Then in 2005 IBM then turned from a manufacturer of hardware to a company that focused upon selling computer services. It sold its personal computer business to a Chinese firm, Lenovo. It changed as a company more from an organization that had factories that built computers and related items like disk drives, circuits, storage media to an enterprise that sold services like weather forecasting, health data storage and interpretation, cloud computing and many other services. It changed its business from building and selling computers and related equipment to selling services including from very large computers-super computers and doing research on the leading edge of computing like developing a quantum computer. Such a computer promises to be an advance from current computing as much as the IBM 360 was from the tabulating machines of the 1950’s.

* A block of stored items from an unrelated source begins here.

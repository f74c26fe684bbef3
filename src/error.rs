use std::path::PathBuf;
use std::time::Duration;
use semver::Version;
use thiserror::Error;

/// Errors raised while reading or validating a formula record.
#[derive(Error, Debug)]
pub enum FormulaError {
    /// A field violates its invariant.
    #[error("invalid formula `{name}`: {field}: {reason}")]
    Invalid {
        name: String,
        field: &'static str,
        reason: String,
    },

    /// The formula file is not valid TOML for a formula lineage.
    #[error("could not parse {path}: {source}")]
    Parse {
        path: PathBuf,
        #[source]
        source: toml::de::Error,
    },

    #[error("could not serialize formula file: {0}")]
    Serialize(#[from] toml::ser::Error),

    #[error("I/O error on {path}: {source}")]
    Io {
        path: PathBuf,
        #[source]
        source: std::io::Error,
    },
}

/// Errors raised by the formula store.
///
/// A rejected registration never changes what the store already holds.
#[derive(Error, Debug)]
pub enum StoreError {
    /// Two records for the same name and version disagree on the checksum.
    #[error(
        "integrity conflict for {name} {version}: registered checksum {existing_checksum}, incoming checksum {incoming_checksum}"
    )]
    IntegrityConflict {
        name: String,
        version: Version,
        existing_checksum: String,
        incoming_checksum: String,
    },

    /// Two records for the same source URL and version disagree on the checksum.
    #[error(
        "integrity conflict for {source_url} at {version}: `{existing_name}` declares {existing_checksum}, `{incoming_name}` declares {incoming_checksum}"
    )]
    SourceConflict {
        source_url: String,
        version: Version,
        existing_name: String,
        existing_checksum: String,
        incoming_name: String,
        incoming_checksum: String,
    },

    /// The incoming name only differs from a registered one by case.
    #[error("name collision: `{incoming}` clashes with registered formula `{existing}`")]
    NameCollision { existing: String, incoming: String },

    #[error("formula not found: {0}")]
    NotFound(String),

    #[error("formula {name} has no version {version}")]
    VersionNotFound { name: String, version: Version },

    #[error(transparent)]
    Invalid(#[from] FormulaError),
}

/// Errors raised while checking a formula against its upstream host.
///
/// None of these are fatal to a batch run.
#[derive(Error, Debug)]
pub enum LivecheckError {
    #[error("upstream unavailable for {name}: {reason}")]
    UpstreamUnavailable { name: String, reason: String },

    #[error("no upstream tag of {name} matches its versioning scheme")]
    NoMatchingTag { name: String },

    #[error("livecheck of {name} does not support {url}")]
    UnsupportedSource { name: String, url: String },

    #[error("livecheck is skipped for {name}")]
    Skipped { name: String },
}

impl LivecheckError {
    /// Whether a caller may retry the check later.
    pub fn is_transient(&self) -> bool {
        matches!(self, LivecheckError::UpstreamUnavailable { .. })
    }
}

/// The checkpoint of a build at which an error occurred.
#[derive(Debug, Clone, Copy, PartialEq, Eq)]
pub enum BuildStep {
    Fetch,
    Checksum,
    Extract,
    Compile,
    Install,
}

impl std::fmt::Display for BuildStep {
    fn fmt(&self, f: &mut std::fmt::Formatter<'_>) -> std::fmt::Result {
        let step = match self {
            BuildStep::Fetch => "fetch",
            BuildStep::Checksum => "checksum",
            BuildStep::Extract => "extract",
            BuildStep::Compile => "compile",
            BuildStep::Install => "install",
        };
        f.write_str(step)
    }
}

#[derive(Error, Debug)]
pub enum BuildError {
    #[error("build of {name} cancelled before {step}")]
    Cancelled { name: String, step: BuildStep },

    #[error("failed to fetch {url} for {name}: {reason}")]
    Fetch {
        name: String,
        url: String,
        reason: String,
    },

    #[error("checksum mismatch for {name}: expected {expected}, got {actual}")]
    Integrity {
        name: String,
        expected: String,
        actual: String,
    },

    #[error("failed to extract source of {name}: {reason}")]
    Extract { name: String, reason: String },

    #[error("toolchain failed for {name}: {stderr}")]
    Toolchain { name: String, stderr: String },

    #[error("toolchain for {name} exceeded {timeout:?}")]
    ToolchainTimeout { name: String, timeout: Duration },

    #[error("toolchain reported success for {name} but produced no artifact at {path}")]
    MissingArtifact { name: String, path: PathBuf },

    #[error("failed to install {name} into {path}: {source}")]
    Install {
        name: String,
        path: PathBuf,
        #[source]
        source: std::io::Error,
    },
}

impl BuildError {
    /// The checkpoint that failed.
    pub fn step(&self) -> BuildStep {
        match self {
            BuildError::Cancelled { step, .. } => *step,
            BuildError::Fetch { .. } => BuildStep::Fetch,
            BuildError::Integrity { .. } => BuildStep::Checksum,
            BuildError::Extract { .. } => BuildStep::Extract,
            BuildError::Toolchain { .. }
            | BuildError::ToolchainTimeout { .. }
            | BuildError::MissingArtifact { .. } => BuildStep::Compile,
            BuildError::Install { .. } => BuildStep::Install,
        }
    }
}

#[derive(Error, Debug)]
pub enum VerificationError {
    #[error("expected `{expected}` in output, got: {got}")]
    Mismatch { expected: String, got: String },

    #[error("{artifact} did not finish within {timeout:?}")]
    Timeout { artifact: PathBuf, timeout: Duration },

    #[error("could not run {artifact}: {reason}")]
    Launch { artifact: PathBuf, reason: String },

    #[error("verification of {artifact} cancelled")]
    Cancelled { artifact: PathBuf },
}

/// Errors from the combined build and verify pipeline of one record.
#[derive(Error, Debug)]
pub enum InstallError {
    #[error("{} step failed: {}", .0.step(), .0)]
    Build(#[from] BuildError),

    #[error("verification of {name} failed (artifact removed: {removed}): {source}")]
    Verification {
        name: String,
        removed: bool,
        #[source]
        source: VerificationError,
    },

    #[error("could not write install receipt {path}: {reason}")]
    Receipt { path: PathBuf, reason: String },
}

/// Errors from running an external process under a deadline.
#[derive(Error, Debug)]
pub enum ProcessError {
    #[error("could not start {program}: {source}")]
    Spawn {
        program: String,
        #[source]
        source: std::io::Error,
    },

    #[error("{program} exceeded {timeout:?}")]
    TimedOut { program: String, timeout: Duration },

    #[error("{program} was cancelled")]
    Cancelled { program: String },

    #[error("I/O error while waiting on {program}: {source}")]
    Io {
        program: String,
        #[source]
        source: std::io::Error,
    },
}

This path of IBM from a manufacturer of calculators and cash registers to a firm that sells complex computer services with a high rate of change and innovation is a useful model of how organizations must change. This is a path that business organizations must follow and so must government agencies. Let’s look at some facts beyond the IBM example that set the stage for why we must work on continuously building our organizations in the State of Texas.

Setting A Perspective For Challenges to Texas

In general there are several broad challenges to life in our state. One set of challenges comes from the geographical location of the state. Texas more than any of the 50 states has a unique situation represented by the border with Mexico. The length of the border and the size of cities on both sides are many times those cities along most of the rest of the border in New Mexico, Arizona and California. More than a century and a half ago, Texas was part of Mexico and Texans fought and won a revolution against Mexico even as Mexico fought efforts by Spain and France to keep it a colony.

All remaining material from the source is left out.